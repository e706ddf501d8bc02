//! Repeated runs over every size/hosting/action combination.

use std::time::Duration;

use crate::error::Result;
use crate::options::{Action, Hosted, PackageSize, RunOptions};
use crate::runner::Runner;

/// Runs per combination unless told otherwise.
pub const DEFAULT_RUNS: usize = 5;

/// Narrows the benchmark matrix. `None` keeps every value.
#[derive(Debug, Clone, Copy, Default)]
pub struct MatrixFilter {
    pub size: Option<PackageSize>,
    pub hosted: Option<Hosted>,
    pub action: Option<Action>,
}

/// Timings for one combination.
#[derive(Debug, Clone)]
pub struct CaseSummary {
    pub options: RunOptions,
    pub runs: Vec<Duration>,
    pub average: Duration,
}

/// Every combination that passes `filter`, sizes outermost and actions
/// innermost so each create is followed by an update of the same shape.
pub fn matrix(filter: &MatrixFilter) -> Vec<RunOptions> {
    let mut cases = Vec::new();
    for size in PackageSize::ALL {
        if filter.size.is_some_and(|s| s != size) {
            continue;
        }
        for hosted in Hosted::ALL {
            if filter.hosted.is_some_and(|h| h != hosted) {
                continue;
            }
            for action in Action::ALL {
                if filter.action.is_some_and(|a| a != action) {
                    continue;
                }
                cases.push(RunOptions::deploy_only(action, hosted, size));
            }
        }
    }
    cases
}

/// Run each case `runs` times and report the total time of every run.
///
/// `on_case` is called as soon as a case finishes. The first failing run aborts
/// the benchmark.
pub async fn run_matrix<F>(
    runner: &Runner,
    cases: &[RunOptions],
    runs: usize,
    mut on_case: F,
) -> Result<Vec<CaseSummary>>
where
    F: FnMut(&CaseSummary),
{
    let mut summaries = Vec::with_capacity(cases.len());
    for options in cases {
        let mut times = Vec::with_capacity(runs);
        for _ in 0..runs {
            let report = runner.run(options).await?;
            times.push(report.total);
        }
        let summary = CaseSummary {
            options: options.clone(),
            average: average(&times),
            runs: times,
        };
        on_case(&summary);
        summaries.push(summary);
    }
    Ok(summaries)
}

/// Mean of `durations`, zero when empty.
pub fn average(durations: &[Duration]) -> Duration {
    if durations.is_empty() {
        return Duration::ZERO;
    }
    let total: u128 = durations.iter().map(Duration::as_nanos).sum();
    let mean = total / durations.len() as u128;
    Duration::from_nanos(u64::try_from(mean).unwrap_or(u64::MAX))
}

ASSIGNED TASK - Repeat the data in full, keeping each word exactly as it is.

ANSWER FOR THIS EXERCISE -
repository e706ddf501d8bc02
//! Repeated runs over every size/hosting/action combination.

use std::time::Duration;

use crate::error::Result;
use crate::options::{Action, Hosted, PackageSize, RunOptions};
use crate::runner::Runner;

/// Runs per combination unless told otherwise.
pub const DEFAULT_RUNS: usize = 5;

/// Narrows the benchmark matrix. `None` keeps every value.
#[derive(Debug, Clone, Copy, Default)]
pub struct MatrixFilter {
    pub size: Option<PackageSize>,
    pub hosted: Option<Hosted>,
    pub action: Option<Action>,
}

/// Timings for one combination.
#[derive(Debug, Clone)]
pub struct CaseSummary {
    pub options: RunOptions,
    pub runs: Vec<Duration>,
    pub average: Duration,
}

/// Every combination that passes `filter`, sizes outermost and actions
/// innermost so each create is followed by an update of the same shape.
pub fn matrix(filter: &MatrixFilter) -> Vec<RunOptions> {
    let mut cases = Vec::new();
    for size in PackageSize::ALL {
        if filter.size.is_some_and(|s| s != size) {
            continue;
        }
        for hosted in Hosted::ALL {
            if filter.hosted.is_some_and(|h| h != hosted) {
                continue;
            }
            for action in Action::ALL {
                if filter.action.is_some_and(|a| a != action) {
                    continue;
                }
                cases.push(RunOptions::deploy_only(action, hosted, size));
            }
        }
    }
    cases
}

/// Run each case `runs` times and report the total time of every run.
///
/// `on_case` is called as soon as a case finishes. The first failing run aborts
/// the benchmark.
pub async fn run_matrix<F>(
    runner: &Runner,
    cases: &[RunOptions],
    runs: usize,
    mut on_case: F,
) -> Result<Vec<CaseSummary>>
where
    F: FnMut(&CaseSummary),
{
    let mut summaries = Vec::with_capacity(cases.len());
    for options in cases {
        let mut times = Vec::with_capacity(runs);
        for _ in 0..runs {
            let report = runner.run(options).await?;
            times.push(report.total);
        }
        let summary = CaseSummary {
            options: options.clone(),
            average: average(&times),
            runs: times,
        };
        on_case(&summary);
        summaries.push(summary);
    }
    Ok(summaries)
}

/// Mean of `durations`, zero when empty.
pub fn average(durations: &[Duration]) -> Duration {
    if durations.is_empty() {
        return Duration::ZERO;
    }
    let total: u128 = durations.iter().map(Duration::as_nanos).sum();
    let mean = total / durations.len() as u128;
    Duration::from_nanos(u64::try_from(mean).unwrap_or(u64::MAX))
}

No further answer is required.